Plus de 10’000 femmes ont été assassinées de 2012 à 2015 au Mexique, soit sept par jour, selon le Système national d’information sanitaire (Sinais). Dans ce pays ultraviolent où on dénombre en moyenne 50 à 60 meurtres quotidiens, les cas de féminicides sont désormais évoqués dans les médias. Mais un chiffre ne fait toujours pas la ‘une’ des journaux: c’est celui de l’assassinat des prêtres et agents pastoraux.
La mort du cardinal Juan Jesus Posadas Ocampo, archevêque de Guadalajara, tué le 24 mai 1993 sur le tarmac de l’aéroport de la ville, a certes été médiatisée. Mais durant la période de 1990 à 2017, 47 prêtres, un diacre, 4 religieux, 9 laïcs au service de l’Eglise et une journaliste catholique ont été victimes – pour la plupart – du crime organisé. Ces meurtres méthodiques sont souvent banalisés, traités comme des faits divers, voire présentés comme des règlements de compte ou résultant d’affaires de mœurs.
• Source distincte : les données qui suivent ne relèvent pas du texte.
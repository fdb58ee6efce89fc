use std::time::Instant;

use axum::{extract::Request, http::HeaderValue, middleware::Next, response::Response};
use tracing::info;

pub const PROCESS_TIME_HEADER: &str = "x-process-time";

/// Logs every request with its status and latency, and reports the latency
/// in seconds in the `x-process-time` header.
pub async fn process_time(request: Request, next: Next) -> Response {
    let method = request.method().clone();
    let path = request.uri().path().to_string();
    let started = Instant::now();

    let mut response = next.run(request).await;

    let elapsed = started.elapsed();
    info!(
        "{method} {path} -> {} ({:.3}s)",
        response.status().as_u16(),
        elapsed.as_secs_f64()
    );
    if let Ok(value) = HeaderValue::from_str(&format!("{:.3}", elapsed.as_secs_f64())) {
        response.headers_mut().insert(PROCESS_TIME_HEADER, value);
    }
    response
}
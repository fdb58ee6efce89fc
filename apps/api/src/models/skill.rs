use chrono::{DateTime, Utc};
use serde::{Deserialize, Serialize};
use sqlx::FromRow;
use uuid::Uuid;

#[derive(Debug, Clone, Copy, Serialize, Deserialize, PartialEq, Eq, sqlx::Type)]
#[sqlx(type_name = "skill_level", rename_all = "snake_case")]
#[serde(rename_all = "snake_case")]
pub enum SkillLevel {
    Beginner,
    Intermediate,
    Advanced,
    Expert,
}

impl SkillLevel {
    pub fn display_name(self) -> &'static str {
        match self {
            SkillLevel::Beginner => "Beginner",
            SkillLevel::Intermediate => "Intermediate",
            SkillLevel::Advanced => "Advanced",
            SkillLevel::Expert => "Expert",
        }
    }
}

impl Default for SkillLevel {
    fn default() -> Self {
        SkillLevel::Beginner
    }
}

#[derive(Debug, Clone, Serialize, Deserialize, FromRow)]
pub struct Skill {
    pub id: Uuid,
    pub name: String,
    pub category: Option<String>,
    pub description: Option<String>,
    pub created_at: DateTime<Utc>,
}

/// A user skill joined with its catalog entry.
#[derive(Debug, Clone, FromRow)]
pub struct UserSkillRow {
    pub id: Uuid,
    pub user_id: Uuid,
    pub skill_id: Uuid,
    pub skill_name: String,
    pub skill_category: Option<String>,
    pub level: SkillLevel,
    pub proficiency_score: f64,
    pub tasks_completed_count: i32,
    pub last_used: Option<DateTime<Utc>>,
    pub is_ai_detected: bool,
}

pub const USER_SKILL_SELECT: &str = r#"
    SELECT us.id, us.user_id, us.skill_id, s.name AS skill_name, s.category AS skill_category,
           us.level, us.proficiency_score, us.tasks_completed_count, us.last_used, us.is_ai_detected
    FROM user_skills us
    JOIN skills s ON s.id = us.skill_id
"#;

#[derive(Debug, Clone, Serialize)]
pub struct UserSkillResponse {
    pub id: Uuid,
    pub user_id: Uuid,
    pub skill_id: Uuid,
    pub skill_name: String,
    pub skill_category: Option<String>,
    pub level: SkillLevel,
    pub level_name: &'static str,
    pub proficiency_score: f64,
    pub tasks_completed_count: i32,
    pub last_used: Option<DateTime<Utc>>,
    pub is_ai_detected: bool,
}

impl From<UserSkillRow> for UserSkillResponse {
    fn from(r: UserSkillRow) -> Self {
        Self {
            id: r.id,
            user_id: r.user_id,
            skill_id: r.skill_id,
            skill_name: r.skill_name,
            skill_category: r.skill_category,
            level: r.level,
            level_name: r.level.display_name(),
            proficiency_score: r.proficiency_score,
            tasks_completed_count: r.tasks_completed_count,
            last_used: r.last_used,
            is_ai_detected: r.is_ai_detected,
        }
    }
}

#[cfg(test)]
mod tests {
    use super::*;

    #[test]
    fn test_level_serde_and_display() {
        let level: SkillLevel = serde_json::from_str("\"advanced\"").unwrap();
        assert_eq!(level, SkillLevel::Advanced);
        assert_eq!(level.display_name(), "Advanced");
        assert_eq!(SkillLevel::default(), SkillLevel::Beginner);
    }

    #[test]
    fn test_response_carries_level_name() {
        let row = UserSkillRow {
            id: Uuid::new_v4(),
            user_id: Uuid::new_v4(),
            skill_id: Uuid::new_v4(),
            skill_name: "Rust".to_string(),
            skill_category: Some("Languages".to_string()),
            level: SkillLevel::Expert,
            proficiency_score: 88.0,
            tasks_completed_count: 3,
            last_used: None,
            is_ai_detected: false,
        };
        let json = serde_json::to_value(UserSkillResponse::from(row)).unwrap();
        assert_eq!(json["level"], "expert");
        assert_eq!(json["level_name"], "Expert");
    }
}
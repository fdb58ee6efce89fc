use std::sync::Arc;

use redis::Client as RedisClient;
use sqlx::PgPool;

use crate::advisor::Advisor;
use crate::auth::jwt::JwtKeys;

/// Shared application state injected into all route handlers via Axum extractors.
#[derive(Clone)]
pub struct AppState {
    pub db: PgPool,
    /// Token revocation list.
    pub redis: RedisClient,
    /// Assignment, well-being and insight recommendations. Default: `LlmAdvisor`.
    pub advisor: Arc<dyn Advisor>,
    pub jwt: JwtKeys,
}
Ces meurtres méthodiques sont souvent banalisés
Ces chiffres m’ont été fournis ce mois de décembre à Mexico par un religieux pauliste, le Père Sergio Omar Sotelo Aguilar, directeur du Centro Catolico Multimedial (CCM). Selon lui, les assassins suivent une méthodologie qui va de la diffamation à l’extorsion, du séquestre à la torture, de l’enlèvement à l’assassinat.
La mise en cause publique des serviteurs de l’Eglise, dans les médias de certains Etats mexicains, où le gouvernement et son administration sont particulièrement corrompus, vise à les fragiliser ou à les forcer à se taire. Mais certains, comme Mgr Ramon Castro y Castro, évêque de Cuernavaca, persécuté par le gouverneur de l’Etat de Morelos, Graco Ramirez, ne veulent pas courber l’échine.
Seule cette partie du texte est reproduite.